МАМА: «СЕЙЧАС полы мыть за шутку: крашеные, а раньше скребли, терли, два раза споласкивали и насухо чистыми тряпками протирали».
О своей маме: «Не фотографировалась, считала за грех. Были б в колхозе паспорта, на паспорт бы пришлось сняться». «Я читаю книжку, она спрашивает мужа: “Коля, ладно ли она читает?” Темные были, своим детям не верили».
ДОСТОЕВСКИЙ: «НЕ В жидовском золоте дело. У нас и милостыни просить не стыдно. Чувство солидарности. Стыдятся - застреливаются». (ПСС в 30 т. Т. 15. Стр.250).

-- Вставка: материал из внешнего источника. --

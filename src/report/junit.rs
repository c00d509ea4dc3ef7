// JUnit reporter - outputs test results in JUnit XML format

use std::io::Write;
use std::path::Path;
use std::sync::Arc;

use anyhow::{Context, Result};

use super::collector::ResultCollector;
use super::error::ReportError;
use super::registry::RegisteredReporter;
use super::{EventSink, ListingOutput, OutputStream, ReporterConfig, ReporterPreferences};
use crate::config::RunConfig;
use crate::state::{
    AssertionStats, TestCaseInfo, TestCaseStats, TestResult, TestResults, TestRunInfo,
    TestRunStats, TestStatus,
};

/// Escape text for use in XML attributes and character data
pub fn escape_xml(text: &str) -> String {
    let mut escaped = String::with_capacity(text.len());
    for c in text.chars() {
        match c {
            '&' => escaped.push_str("&amp;"),
            '<' => escaped.push_str("&lt;"),
            '>' => escaped.push_str("&gt;"),
            '"' => escaped.push_str("&quot;"),
            '\'' => escaped.push_str("&apos;"),
            _ => escaped.push(c),
        }
    }
    escaped
}

fn class_name(result: &TestResult, run_name: &str) -> String {
    if !result.class_name.is_empty() {
        return result.class_name.clone();
    }
    Path::new(&result.file)
        .file_stem()
        .map(|s| format!("{}.{}", run_name, s.to_string_lossy()))
        .unwrap_or_else(|| run_name.to_string())
}

fn seconds(ms: u64) -> f64 {
    ms as f64 / 1000.0
}

/// JUnit reporter
pub struct JunitReporter {
    stream: OutputStream,
    config: Arc<RunConfig>,
    collector: ResultCollector,
}

impl JunitReporter {
    pub fn new(config: ReporterConfig) -> Self {
        Self {
            stream: config.stream,
            config: config.run,
            collector: ResultCollector::new(),
        }
    }

    fn render(results: &TestResults) -> String {
        let metrics = results.metrics();
        let run_name = escape_xml(&results.run_name);
        // A failed test counts once, as an error if any of its assertions errored
        let errors = results.all().iter().filter(|r| r.errored()).count();
        let failures = results.failed() - errors;

        let mut xml = String::new();
        xml.push_str("<?xml version=\"1.0\" encoding=\"UTF-8\"?>\n");
        xml.push_str(&format!(
            "<testsuites name=\"{}\" time=\"{:.3}\" tests=\"{}\" failures=\"{}\" errors=\"{}\" skipped=\"{}\">\n",
            run_name,
            seconds(metrics.total_duration_ms),
            results.total(),
            failures,
            errors,
            results.skipped()
        ));
        xml.push_str(&format!(
            "  <testsuite name=\"{}\" time=\"{:.3}\" tests=\"{}\" failures=\"{}\" errors=\"{}\" skipped=\"{}\" timestamp=\"{}\">\n",
            run_name,
            seconds(metrics.total_duration_ms),
            results.total(),
            failures,
            errors,
            results.skipped(),
            metrics.started_at.format("%Y-%m-%dT%H:%M:%SZ")
        ));

        for result in results.all() {
            xml.push_str(&format!(
                "    <testcase name=\"{}\" classname=\"{}\" time=\"{:.3}\">\n",
                escape_xml(&result.name),
                escape_xml(&class_name(result, &results.run_name)),
                seconds(result.duration_ms)
            ));

            match result.status {
                TestStatus::Fail => {
                    if result.failures.is_empty() {
                        xml.push_str(
                            "      <failure message=\"Test failed\" type=\"AssertionError\" />\n",
                        );
                    }
                    for failure in &result.failures {
                        let kind = if failure.errored { "error" } else { "failure" };
                        xml.push_str(&format!(
                            "      <{kind} message=\"{}\" type=\"{}\">{}\nat {}</{kind}>\n",
                            escape_xml(&failure.message),
                            escape_xml(&failure.expression),
                            escape_xml(&failure.message),
                            escape_xml(&failure.location),
                        ));
                    }
                }
                TestStatus::Skip => {
                    xml.push_str("      <skipped message=\"Test skipped\" />\n");
                }
                TestStatus::Pass => {}
            }

            if !result.std_out.is_empty() {
                xml.push_str(&format!(
                    "      <system-out>{}</system-out>\n",
                    escape_xml(result.std_out.trim_end())
                ));
            }
            if !result.std_err.is_empty() {
                xml.push_str(&format!(
                    "      <system-err>{}</system-err>\n",
                    escape_xml(result.std_err.trim_end())
                ));
            }

            xml.push_str("    </testcase>\n");
        }

        xml.push_str("  </testsuite>\n");
        xml.push_str("</testsuites>\n");
        xml
    }
}

impl RegisteredReporter for JunitReporter {
    fn description() -> String {
        "Reports test results in an XML format that looks like Ant's junitreport target"
            .to_string()
    }

    fn from_config(config: ReporterConfig) -> Result<Self, ReportError> {
        Ok(Self::new(config))
    }
}

impl EventSink for JunitReporter {
    fn preferences(&self) -> ReporterPreferences {
        ReporterPreferences {
            should_redirect_std_out: true,
            should_report_all_assertions: true,
        }
    }

    fn test_run_starting(&mut self, _info: &TestRunInfo) -> Result<()> {
        self.collector.test_run_starting();
        Ok(())
    }

    fn test_case_starting(&mut self, _info: &TestCaseInfo) -> Result<()> {
        self.collector.test_case_starting();
        Ok(())
    }

    fn assertion_ended(&mut self, stats: &AssertionStats) -> Result<()> {
        self.collector.assertion_ended(stats);
        Ok(())
    }

    fn test_case_ended(&mut self, stats: &TestCaseStats) -> Result<()> {
        self.collector.test_case_ended(stats);
        Ok(())
    }

    fn skip_test(&mut self, info: &TestCaseInfo) -> Result<()> {
        self.collector.skip_test(info);
        Ok(())
    }

    fn test_run_ended(&mut self, stats: &TestRunStats) -> Result<()> {
        let xml = Self::render(self.collector.finish(stats));
        self.stream
            .write_all(xml.as_bytes())
            .context("Failed to write JUnit XML content")?;
        self.stream.flush()?;
        Ok(())
    }

    fn listing_output(&mut self) -> Option<ListingOutput<'_>> {
        Some(ListingOutput {
            out: &mut self.stream,
            config: &self.config,
        })
    }
}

СПОСОБЫ УБИВАНИЯ. Русские - наивные люди. Не верят, что их давно и целенаправленно убивают. Никак не смогли покорить, споить, развратить, осталось у врагов России одно, последнее - убить нас физически. Отравить, заразить, сократить рождаемость, сделать дебилами посредством массовой (слово-то какое!) информации (это не лучше).